• _What is being asked_: Scan the entries below. Return every line that includes "HoverState".

• _Dataset records_:
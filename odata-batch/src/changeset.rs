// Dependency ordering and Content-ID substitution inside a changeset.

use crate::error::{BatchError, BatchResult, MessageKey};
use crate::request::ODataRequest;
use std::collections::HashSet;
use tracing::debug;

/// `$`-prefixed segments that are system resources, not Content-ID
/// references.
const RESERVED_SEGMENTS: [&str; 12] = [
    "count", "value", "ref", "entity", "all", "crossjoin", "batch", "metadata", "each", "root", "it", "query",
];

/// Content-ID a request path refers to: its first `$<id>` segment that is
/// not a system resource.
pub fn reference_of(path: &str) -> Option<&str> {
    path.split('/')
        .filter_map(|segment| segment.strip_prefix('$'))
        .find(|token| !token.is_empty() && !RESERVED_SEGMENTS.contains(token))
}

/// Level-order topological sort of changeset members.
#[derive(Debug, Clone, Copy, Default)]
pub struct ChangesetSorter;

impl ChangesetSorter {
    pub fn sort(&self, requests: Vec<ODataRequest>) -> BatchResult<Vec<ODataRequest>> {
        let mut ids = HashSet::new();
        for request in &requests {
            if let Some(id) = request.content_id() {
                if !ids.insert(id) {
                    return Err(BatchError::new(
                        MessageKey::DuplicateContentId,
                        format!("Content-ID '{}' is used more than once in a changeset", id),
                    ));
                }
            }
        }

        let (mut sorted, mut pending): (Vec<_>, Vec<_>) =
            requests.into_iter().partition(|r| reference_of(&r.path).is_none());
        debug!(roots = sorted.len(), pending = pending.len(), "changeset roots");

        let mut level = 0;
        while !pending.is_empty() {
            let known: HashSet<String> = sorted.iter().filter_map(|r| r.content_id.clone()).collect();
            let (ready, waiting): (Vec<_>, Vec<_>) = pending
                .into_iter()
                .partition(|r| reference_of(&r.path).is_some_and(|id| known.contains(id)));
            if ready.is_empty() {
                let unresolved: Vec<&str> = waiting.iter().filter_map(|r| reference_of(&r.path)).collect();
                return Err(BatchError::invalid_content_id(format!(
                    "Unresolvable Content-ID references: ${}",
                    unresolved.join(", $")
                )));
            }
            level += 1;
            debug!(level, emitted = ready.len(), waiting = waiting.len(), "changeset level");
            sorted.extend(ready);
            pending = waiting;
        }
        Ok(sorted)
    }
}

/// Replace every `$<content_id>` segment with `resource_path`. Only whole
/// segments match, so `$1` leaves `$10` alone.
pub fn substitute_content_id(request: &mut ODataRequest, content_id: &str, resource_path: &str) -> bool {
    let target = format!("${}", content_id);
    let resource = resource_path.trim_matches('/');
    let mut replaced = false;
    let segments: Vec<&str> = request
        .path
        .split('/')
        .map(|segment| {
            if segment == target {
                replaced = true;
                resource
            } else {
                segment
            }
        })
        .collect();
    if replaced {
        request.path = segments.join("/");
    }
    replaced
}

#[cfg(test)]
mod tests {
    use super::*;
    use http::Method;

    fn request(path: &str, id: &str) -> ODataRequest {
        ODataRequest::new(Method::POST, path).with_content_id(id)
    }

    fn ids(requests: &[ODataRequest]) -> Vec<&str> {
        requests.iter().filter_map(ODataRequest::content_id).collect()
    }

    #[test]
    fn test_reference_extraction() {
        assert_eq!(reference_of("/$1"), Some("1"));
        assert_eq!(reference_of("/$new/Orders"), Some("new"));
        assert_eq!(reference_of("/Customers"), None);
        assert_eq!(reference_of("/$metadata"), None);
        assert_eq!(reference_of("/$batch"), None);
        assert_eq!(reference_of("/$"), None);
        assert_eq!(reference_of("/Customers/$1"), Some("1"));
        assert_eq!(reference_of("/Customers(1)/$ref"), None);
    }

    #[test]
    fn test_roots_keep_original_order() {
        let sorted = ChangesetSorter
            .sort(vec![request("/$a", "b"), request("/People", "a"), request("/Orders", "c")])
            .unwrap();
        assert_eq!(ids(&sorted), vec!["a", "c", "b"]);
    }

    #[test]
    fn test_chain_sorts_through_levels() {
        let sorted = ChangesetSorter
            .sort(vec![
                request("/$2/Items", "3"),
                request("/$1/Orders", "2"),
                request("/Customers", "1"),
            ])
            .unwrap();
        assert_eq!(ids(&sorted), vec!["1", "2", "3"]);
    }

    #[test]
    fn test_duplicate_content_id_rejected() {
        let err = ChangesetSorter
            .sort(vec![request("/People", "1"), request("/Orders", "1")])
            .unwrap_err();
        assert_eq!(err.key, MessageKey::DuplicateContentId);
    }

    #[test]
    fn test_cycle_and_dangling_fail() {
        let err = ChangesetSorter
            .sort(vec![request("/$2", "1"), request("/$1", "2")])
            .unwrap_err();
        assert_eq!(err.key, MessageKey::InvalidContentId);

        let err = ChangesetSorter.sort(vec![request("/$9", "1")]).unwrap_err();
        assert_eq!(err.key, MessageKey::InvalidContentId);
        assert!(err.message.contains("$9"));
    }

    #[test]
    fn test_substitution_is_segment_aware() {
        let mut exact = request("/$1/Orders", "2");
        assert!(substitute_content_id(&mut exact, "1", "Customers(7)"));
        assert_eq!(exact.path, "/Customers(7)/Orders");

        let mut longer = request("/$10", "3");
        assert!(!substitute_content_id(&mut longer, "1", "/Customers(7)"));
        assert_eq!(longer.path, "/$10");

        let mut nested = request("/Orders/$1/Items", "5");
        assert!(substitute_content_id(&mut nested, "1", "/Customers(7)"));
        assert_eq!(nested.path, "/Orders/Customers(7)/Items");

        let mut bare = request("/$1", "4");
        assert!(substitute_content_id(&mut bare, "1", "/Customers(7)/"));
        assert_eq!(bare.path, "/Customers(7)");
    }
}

---

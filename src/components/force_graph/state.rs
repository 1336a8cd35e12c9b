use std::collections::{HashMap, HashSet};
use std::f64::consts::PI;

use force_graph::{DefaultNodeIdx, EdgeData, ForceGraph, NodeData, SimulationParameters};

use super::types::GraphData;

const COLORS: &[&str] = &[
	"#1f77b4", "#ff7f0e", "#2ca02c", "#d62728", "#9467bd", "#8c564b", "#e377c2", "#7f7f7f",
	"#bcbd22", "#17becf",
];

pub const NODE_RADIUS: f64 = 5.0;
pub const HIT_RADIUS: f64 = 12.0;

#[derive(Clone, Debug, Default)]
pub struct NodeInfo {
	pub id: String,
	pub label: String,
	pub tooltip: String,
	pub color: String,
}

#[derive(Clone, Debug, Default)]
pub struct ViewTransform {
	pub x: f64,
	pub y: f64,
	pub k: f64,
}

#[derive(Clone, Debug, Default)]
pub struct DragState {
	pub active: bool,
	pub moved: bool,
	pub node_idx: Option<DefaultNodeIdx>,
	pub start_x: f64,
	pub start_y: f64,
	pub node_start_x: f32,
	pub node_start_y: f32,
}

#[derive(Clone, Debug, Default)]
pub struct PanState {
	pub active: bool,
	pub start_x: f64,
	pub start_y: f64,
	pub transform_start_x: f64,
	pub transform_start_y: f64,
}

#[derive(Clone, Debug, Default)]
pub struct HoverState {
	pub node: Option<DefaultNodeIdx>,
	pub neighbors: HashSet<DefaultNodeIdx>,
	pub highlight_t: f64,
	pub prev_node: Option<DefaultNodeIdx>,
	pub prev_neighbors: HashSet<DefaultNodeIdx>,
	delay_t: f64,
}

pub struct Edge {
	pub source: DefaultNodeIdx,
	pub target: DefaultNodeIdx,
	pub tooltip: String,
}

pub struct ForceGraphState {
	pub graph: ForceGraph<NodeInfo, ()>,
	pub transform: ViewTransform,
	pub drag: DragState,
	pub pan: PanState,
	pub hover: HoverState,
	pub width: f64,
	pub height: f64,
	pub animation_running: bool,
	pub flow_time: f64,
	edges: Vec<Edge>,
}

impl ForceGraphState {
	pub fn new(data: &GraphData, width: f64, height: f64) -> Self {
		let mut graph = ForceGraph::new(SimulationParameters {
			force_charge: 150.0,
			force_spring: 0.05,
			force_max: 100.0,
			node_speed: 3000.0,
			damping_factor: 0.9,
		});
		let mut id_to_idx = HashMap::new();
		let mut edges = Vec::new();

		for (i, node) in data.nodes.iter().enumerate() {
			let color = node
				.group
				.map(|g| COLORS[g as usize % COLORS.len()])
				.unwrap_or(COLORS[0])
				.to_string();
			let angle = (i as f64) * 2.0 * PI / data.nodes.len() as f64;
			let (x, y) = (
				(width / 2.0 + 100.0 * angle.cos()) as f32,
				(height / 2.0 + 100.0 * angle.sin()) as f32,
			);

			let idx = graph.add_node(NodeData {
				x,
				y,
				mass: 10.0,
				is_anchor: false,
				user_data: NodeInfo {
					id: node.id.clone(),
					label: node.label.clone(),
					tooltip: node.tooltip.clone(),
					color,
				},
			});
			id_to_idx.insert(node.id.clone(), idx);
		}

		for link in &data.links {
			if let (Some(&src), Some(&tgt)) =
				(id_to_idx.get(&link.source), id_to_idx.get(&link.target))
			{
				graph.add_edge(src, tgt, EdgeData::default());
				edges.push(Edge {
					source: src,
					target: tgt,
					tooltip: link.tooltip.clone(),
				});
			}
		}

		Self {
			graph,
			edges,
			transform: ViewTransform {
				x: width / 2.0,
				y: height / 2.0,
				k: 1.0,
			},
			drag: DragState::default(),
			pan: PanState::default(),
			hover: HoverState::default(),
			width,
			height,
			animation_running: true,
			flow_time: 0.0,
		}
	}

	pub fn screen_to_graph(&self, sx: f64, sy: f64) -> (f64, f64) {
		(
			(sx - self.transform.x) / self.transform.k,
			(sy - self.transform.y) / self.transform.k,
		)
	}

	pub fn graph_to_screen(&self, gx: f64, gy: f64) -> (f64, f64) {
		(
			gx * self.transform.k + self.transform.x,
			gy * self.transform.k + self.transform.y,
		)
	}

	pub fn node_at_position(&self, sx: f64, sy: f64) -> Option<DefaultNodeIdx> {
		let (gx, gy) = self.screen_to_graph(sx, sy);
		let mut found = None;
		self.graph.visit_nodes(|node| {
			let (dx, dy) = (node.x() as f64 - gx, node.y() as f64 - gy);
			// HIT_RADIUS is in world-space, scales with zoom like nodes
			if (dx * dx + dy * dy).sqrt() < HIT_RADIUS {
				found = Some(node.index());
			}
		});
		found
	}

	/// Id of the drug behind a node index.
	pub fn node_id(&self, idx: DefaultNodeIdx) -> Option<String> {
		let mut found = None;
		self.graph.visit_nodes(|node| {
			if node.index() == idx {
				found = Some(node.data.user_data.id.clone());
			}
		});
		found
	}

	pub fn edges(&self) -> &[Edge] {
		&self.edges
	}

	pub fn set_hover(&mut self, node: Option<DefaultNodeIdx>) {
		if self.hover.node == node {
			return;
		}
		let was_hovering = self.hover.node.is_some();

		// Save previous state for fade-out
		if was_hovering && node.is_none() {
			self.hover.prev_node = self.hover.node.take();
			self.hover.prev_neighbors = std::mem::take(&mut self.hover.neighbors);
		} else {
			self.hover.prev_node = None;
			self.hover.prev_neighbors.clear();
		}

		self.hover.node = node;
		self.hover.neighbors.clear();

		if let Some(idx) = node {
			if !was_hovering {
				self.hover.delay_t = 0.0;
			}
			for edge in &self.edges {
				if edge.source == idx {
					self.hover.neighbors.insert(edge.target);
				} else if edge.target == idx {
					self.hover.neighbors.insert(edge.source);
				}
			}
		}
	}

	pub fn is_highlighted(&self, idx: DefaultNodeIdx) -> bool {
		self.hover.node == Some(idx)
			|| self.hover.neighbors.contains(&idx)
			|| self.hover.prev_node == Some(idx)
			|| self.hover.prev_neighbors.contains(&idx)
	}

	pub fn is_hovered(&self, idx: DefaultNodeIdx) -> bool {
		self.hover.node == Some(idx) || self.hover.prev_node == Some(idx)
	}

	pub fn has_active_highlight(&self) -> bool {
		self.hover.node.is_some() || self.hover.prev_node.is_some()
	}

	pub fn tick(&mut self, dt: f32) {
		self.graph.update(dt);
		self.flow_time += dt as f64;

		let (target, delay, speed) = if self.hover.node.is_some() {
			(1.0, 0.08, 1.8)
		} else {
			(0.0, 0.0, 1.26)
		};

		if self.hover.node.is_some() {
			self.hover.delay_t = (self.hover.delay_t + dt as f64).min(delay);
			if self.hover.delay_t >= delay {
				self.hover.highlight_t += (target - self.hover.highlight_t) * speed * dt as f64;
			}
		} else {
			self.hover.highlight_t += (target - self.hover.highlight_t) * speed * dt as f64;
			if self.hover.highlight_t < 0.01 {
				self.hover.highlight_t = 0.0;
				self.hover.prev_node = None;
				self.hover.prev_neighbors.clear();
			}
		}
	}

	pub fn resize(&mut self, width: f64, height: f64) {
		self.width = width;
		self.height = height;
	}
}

• _Task result_:
pub struct HoverState {
	pub hover: HoverState,
			hover: HoverState::default(),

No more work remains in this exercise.